Last Saturday the LA Times ran a story with the headline: Cord blood: Banking on unproven hopes. The article highlights some studies in which human patients have have been successfully treated with stem cells taken from umbilical cord blood, particularly mentioning the case of 3-year-old Dallas Hextell who was treated for cerebral palsy with his own cord blood that his parents banked after he was born:
Within a few weeks of the transfusion, his nystagmus — spasms of the eye — disappeared, the Hextells said. Five months later, he could stand.
A month after that, he took his first steps on the front lawn while his parents were taking down their Christmas lights. “Quick, go get the video camera,” Cynthia shrieked.
Then the focus shifts to “some medical experts” who, though “intrigued” by the research, warn that it’s “too early” and that “no scientific evidence exists yet to show that any of these therapies are beneficial in humans.” Dr. George Daley, a hematologist and stem cell researcher at Children’s Hospital Boston, is quoted as saying:
“There have been many instances where what looks like a miraculous improvement in an investigational therapy ultimately doesn’t pan out.”
(Of course, none of those instances are ever actually mentioned specifically.) And the doctor who was responsible for Dallas Hextell’s successful treatment is described as being “troubled by the publicity that her trial and Dallas Hextell have elicited.”
Contrast that to this story (by a different author) published by the Times just one month earlier on the FDA’s approval of the first human clinical trial involving embryonic stem cells. Talk about unproven hopes and research with no scientific evidence to show that such a therapy would be beneficial in humans! There hasn’t been much success with ESCs in rats, yet for crying out loud! Yet, the article describes the approval as “ushering in a new era in medicine” without even a hint of skepticism, besides cautioning at the end that a cure could still be years away (my emphasis):
As a Phase I trial, the study will primarily assess the safety of the treatment, which has been under development by Menlo Park, Calif.-based Geron Corp. for nearly a decade. But scientists, doctors and patients said they were most eager to see whether low doses of the cells would produce any therapeutic benefit.
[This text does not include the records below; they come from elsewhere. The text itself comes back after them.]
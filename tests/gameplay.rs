//! Integration tests: full rounds driven through `tick`
//!
//! Drop → fall → merge → score, game over and restart, plus property checks
//! over random drop sequences.

use glam::Vec2;
use proptest::prelude::*;

use watermelon_club::consts::*;
use watermelon_club::platform::MemoryStore;
use watermelon_club::sim::{Fruit, GameEvent, GamePhase, GameState, TickInput, tick};
use watermelon_club::BestScores;

fn idle() -> TickInput {
    TickInput::default()
}

fn drop_at(x: f32) -> TickInput {
    TickInput {
        cursor_x: Some(x),
        drop: true,
        ..Default::default()
    }
}

/// Run idle frames until a merge event shows up
fn run_until_merge(state: &mut GameState, max_frames: usize) -> Option<GameEvent> {
    for _ in 0..max_frames {
        tick(state, &idle());
        if let Some(event) = state
            .take_events()
            .into_iter()
            .find(|e| matches!(e, GameEvent::Merged { .. }))
        {
            return Some(event);
        }
    }
    None
}

/// Two cherries dropped on the same spot stack, age past the merge
/// threshold and become one strawberry
fn merged_cherries(seed: u64) -> GameState {
    let mut state = GameState::new(seed);
    state.next_tier = 0;
    tick(&mut state, &drop_at(200.0));
    for _ in 0..40 {
        tick(&mut state, &idle());
    }
    state.next_tier = 0;
    tick(&mut state, &drop_at(200.0));

    let event = run_until_merge(&mut state, 600).expect("cherries should merge");
    match event {
        GameEvent::Merged { tier, points, pos } => {
            assert_eq!(tier, 1);
            assert_eq!(points, 3);
            assert!((pos.x - 200.0).abs() < 1e-3);
        }
        other => panic!("unexpected event {:?}", other),
    }
    state
}

#[test]
fn test_two_cherries_merge_into_strawberry() {
    let state = merged_cherries(11);

    assert_eq!(state.score, 3);
    assert_eq!(state.fruits.len(), 1);
    assert_eq!(state.fruits[0].tier, 1);
    assert_eq!(state.fruits[0].radius, 22.0);
    // 20 debris + the "+3" label
    assert_eq!(state.particles.len(), 21);
    assert_eq!(
        state.particles.iter().filter(|p| p.label.as_deref() == Some("+3")).count(),
        1
    );
    assert!(state.is_running());
}

#[test]
fn test_splash_fades_out_on_schedule() {
    let mut state = merged_cherries(5);

    for _ in 0..SPLASH_LIFETIME {
        tick(&mut state, &idle());
    }
    // Debris gone, label still rising
    assert_eq!(state.particles.len(), 1);
    assert!(state.particles[0].label.is_some());
    assert!(state.particles[0].opacity() > 0.0);

    for _ in SPLASH_LIFETIME..LABEL_LIFETIME {
        tick(&mut state, &idle());
    }
    assert!(state.particles.is_empty());
}

#[test]
fn test_game_over_then_restart() {
    let mut state = GameState::new(21);
    state.score = 40;

    // Hovering at the top of its arc above the line: gravity cancels the
    // upward speed, so the fruit is momentarily at rest
    let mut fruit = Fruit::new(2, Vec2::new(200.0, 90.0));
    fruit.vel = Vec2::new(0.0, -GRAVITY);
    state.fruits.push(fruit);

    tick(&mut state, &idle());
    assert_eq!(state.phase, GamePhase::Ended);
    assert_eq!(state.take_events(), vec![GameEvent::GameOver { score: 40 }]);

    // Drops and cursor moves are ignored while ended
    let drop_x = state.drop_x;
    let fruits_before = state.fruits.len();
    tick(&mut state, &drop_at(50.0));
    assert_eq!(state.fruits.len(), fruits_before);
    assert_eq!(state.drop_x, drop_x);
    assert!(state.take_events().is_empty());

    // The best score only moves on a finished round
    let mut store = MemoryStore::new();
    let mut best = BestScores::load(&store);
    assert!(best.record(40));
    best.save(&mut store);
    assert_eq!(BestScores::load(&store).best, 40);

    tick(
        &mut state,
        &TickInput {
            restart: true,
            ..Default::default()
        },
    );
    assert!(state.is_running());
    assert_eq!(state.score, 0);
    assert!(state.fruits.is_empty());
    assert!(state.particles.is_empty());
    assert!(state.next_tier < STARTER_TIERS);
    assert_eq!(state.drop_x, BOARD_WIDTH / 2.0);
}

#[test]
fn test_same_seed_same_game() {
    let play = |seed: u64| {
        let mut state = GameState::new(seed);
        for i in 0..400u32 {
            let input = if i % 50 == 0 {
                drop_at(60.0 + (i % 7) as f32 * 40.0)
            } else {
                idle()
            };
            tick(&mut state, &input);
        }
        (
            state.score,
            state.next_tier,
            state
                .fruits
                .iter()
                .map(|f| (f.tier, f.pos.x.to_bits(), f.pos.y.to_bits()))
                .collect::<Vec<_>>(),
        )
    };
    assert_eq!(play(99), play(99));
}

#[test]
fn test_watermelon_win_resets_board() {
    let mut state = GameState::new(3);
    for x in [150.0, 150.0 + 2.0 * fruit_radius(8)] {
        let mut melon = Fruit::new(8, Vec2::new(x, BOARD_HEIGHT - fruit_radius(8)));
        melon.age = MERGE_MIN_AGE + 1;
        melon.vel = Vec2::new(0.0, -GRAVITY);
        state.fruits.push(melon);
    }
    state.score = 100;

    tick(&mut state, &idle());

    let events = state.take_events();
    assert!(events.contains(&GameEvent::Won { score: 155 }));
    assert!(state.fruits.is_empty());
    assert!(state.particles.is_empty());
    assert_eq!(state.score, 0);
    assert!(state.is_running());
}

fn fruit_radius(tier: usize) -> f32 {
    watermelon_club::sim::fruit_type(tier).radius
}

proptest! {
    #![proptest_config(ProptestConfig::with_cases(32))]

    #[test]
    fn prop_cursor_keeps_next_fruit_on_board(seed in any::<u64>(), x in -500.0f32..900.0) {
        let mut state = GameState::new(seed);
        state.move_cursor(x);
        let r = state.next_fruit().radius;
        prop_assert!(state.drop_x >= r && state.drop_x <= BOARD_WIDTH - r);
    }

    #[test]
    fn prop_random_play_keeps_invariants(
        seed in any::<u64>(),
        drops in prop::collection::vec(-100.0f32..500.0, 1..12),
    ) {
        let mut state = GameState::new(seed);
        for x in drops {
            tick(&mut state, &drop_at(x));
            for _ in 0..20 {
                let score_before = state.score;
                tick(&mut state, &idle());
                let events = state.take_events();

                prop_assert!(state.fruits.iter().all(|f| !f.merged));
                prop_assert!(state.fruits.iter().all(|f| f.tier < 10));
                prop_assert!(state.fruits.iter().all(|f| f.pos.is_finite() && f.vel.is_finite()));
                prop_assert!(state.particles.iter().all(|p| p.remaining > 0));
                prop_assert!(state.next_tier < STARTER_TIERS);

                // Score only goes down when a win resets the round
                let won = events.iter().any(|e| matches!(e, GameEvent::Won { .. }));
                prop_assert!(won || state.score >= score_before);
            }
        }
    }

    #[test]
    fn prop_restart_is_clean(
        seed in any::<u64>(),
        drops in prop::collection::vec(0.0f32..400.0, 0..6),
    ) {
        let mut state = GameState::new(seed);
        for x in drops {
            tick(&mut state, &drop_at(x));
        }
        state.restart();
        prop_assert!(state.fruits.is_empty());
        prop_assert!(state.particles.is_empty());
        prop_assert_eq!(state.score, 0);
        prop_assert!(state.is_running());
        prop_assert!(state.next_tier < STARTER_TIERS);
    }
}
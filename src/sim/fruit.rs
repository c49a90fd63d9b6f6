//! Fruit tiers and the fruit entity
//!
//! The order of `FRUIT_TYPES` is the merge chain: two fruits of tier `n`
//! merge into one fruit of tier `n + 1`.

use glam::Vec2;
use serde::{Deserialize, Serialize};

use crate::consts::*;
use crate::rgb;

/// Static description of one fruit tier
#[derive(Debug, Clone, Copy, PartialEq)]
pub struct FruitType {
    /// Emoji shown in the HUD
    pub glyph: &'static str,
    /// Collision radius in board pixels
    pub radius: f32,
    /// Points awarded when this tier is created by a merge
    pub points: u64,
    pub name: &'static str,
    pub color: [f32; 4],
}

/// All fruit tiers, smallest first
pub const FRUIT_TYPES: [FruitType; 10] = [
    FruitType { glyph: "🍒", radius: 18.0, points: 1, name: "Cherry", color: rgb(0xFF0000) },
    FruitType { glyph: "🍓", radius: 22.0, points: 3, name: "Strawberry", color: rgb(0xFF4040) },
    FruitType { glyph: "🍇", radius: 26.0, points: 6, name: "Grape", color: rgb(0x800080) },
    FruitType { glyph: "🍊", radius: 30.0, points: 10, name: "Orange", color: rgb(0xFFA500) },
    FruitType { glyph: "🍎", radius: 34.0, points: 15, name: "Apple", color: rgb(0xFF3030) },
    FruitType { glyph: "🍐", radius: 38.0, points: 21, name: "Pear", color: rgb(0xC5E17A) },
    FruitType { glyph: "🍑", radius: 42.0, points: 28, name: "Peach", color: rgb(0xFF9999) },
    FruitType { glyph: "🍍", radius: 46.0, points: 36, name: "Pineapple", color: rgb(0xFFC107) },
    FruitType { glyph: "🍈", radius: 50.0, points: 45, name: "Melon", color: rgb(0x90EE90) },
    FruitType { glyph: "🍉", radius: 54.0, points: 55, name: "Watermelon", color: rgb(0xFF5E62) },
];

/// Reaching this tier wins the round
pub const TERMINAL_TIER: usize = FRUIT_TYPES.len() - 1;

/// Look up a tier's static data
#[inline]
pub fn fruit_type(tier: usize) -> &'static FruitType {
    &FRUIT_TYPES[tier]
}

/// A fruit on the board
#[derive(Debug, Clone, Serialize, Deserialize)]
pub struct Fruit {
    pub pos: Vec2,
    pub vel: Vec2,
    /// Index into `FRUIT_TYPES`
    pub tier: usize,
    pub radius: f32,
    /// Visual rotation (radians)
    pub rotation: f32,
    pub angular_vel: f32,
    /// Frames since spawn
    pub age: u32,
    /// Consumed by a merge this frame; purged before the next one
    pub merged: bool,
}

impl Fruit {
    pub fn new(tier: usize, pos: Vec2) -> Self {
        debug_assert!(tier < FRUIT_TYPES.len(), "tier {tier} out of range");
        Self {
            pos,
            vel: Vec2::ZERO,
            tier,
            radius: fruit_type(tier).radius,
            rotation: 0.0,
            angular_vel: 0.0,
            age: 0,
            merged: false,
        }
    }

    pub fn kind(&self) -> &'static FruitType {
        fruit_type(self.tier)
    }

    /// Topmost y coordinate of the fruit
    #[inline]
    pub fn top(&self) -> f32 {
        self.pos.y - self.radius
    }

    /// Both velocity components are below the settle threshold
    pub fn is_settled(&self) -> bool {
        self.vel.x.abs() < SETTLE_EPSILON && self.vel.y.abs() < SETTLE_EPSILON
    }

    /// Whether a merge from this tier can still happen
    #[inline]
    pub fn is_mergeable_tier(&self) -> bool {
        self.tier < TERMINAL_TIER
    }
}

#[cfg(test)]
mod tests {
    use super::*;

    #[test]
    fn test_tiers_grow() {
        for pair in FRUIT_TYPES.windows(2) {
            assert!(pair[1].radius > pair[0].radius);
            assert!(pair[1].points > pair[0].points);
        }
        assert_eq!(FRUIT_TYPES[TERMINAL_TIER].name, "Watermelon");
    }

    #[test]
    fn test_new_fruit_uses_tier_radius() {
        let fruit = Fruit::new(3, Vec2::new(100.0, 100.0));
        assert_eq!(fruit.radius, 30.0);
        assert_eq!(fruit.kind().name, "Orange");
        assert_eq!(fruit.top(), 70.0);
        assert!(fruit.is_settled());
        assert!(!fruit.merged);
    }

    #[test]
    fn test_settled_threshold() {
        let mut fruit = Fruit::new(0, Vec2::ZERO);
        fruit.vel = Vec2::new(0.09, -0.09);
        assert!(fruit.is_settled());
        fruit.vel.y = 0.1;
        assert!(!fruit.is_settled());
    }

    #[test]
    fn test_terminal_tier_not_mergeable() {
        assert!(Fruit::new(TERMINAL_TIER - 1, Vec2::ZERO).is_mergeable_tier());
        assert!(!Fruit::new(TERMINAL_TIER, Vec2::ZERO).is_mergeable_tier());
    }
}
If so, it would help validate years of hope and investment in the nascent field of regenerative medicine. Besides patients with spinal cord injuries, stem cell therapies could ultimately benefit people with such intractable diseases as Alzheimer’s, Parkinson’s and multiple sclerosis.
Now, I know better than to expect much from the media these days. But I still can’t help feeling like SNL’s Amy Poehler and Seth Meyers here. REALLY, LA Times!?! Really. Therapies with umbilical cord blood cells that have been shown in a number of human patients to at least reduce the symptoms of the disease they were meant to treat should be viewed skeptically but we should consider the first ever human trials with with (the thus far tumor inducing) ESCs to be the beginning of a “new era in medicine?” REALLY!?! Huh, Wow!
To be fair, the LA-T piece did mention in one very small sentence that direct injections of pure ESCs (which this new trial is not) tend to grow tumors and that the FDA approved treatment has supposedly had some success in mouse trials. But that still doesn’t make it some breakthrough medical treatment – especially when you don’t consider something that has actually treated human patients to be one.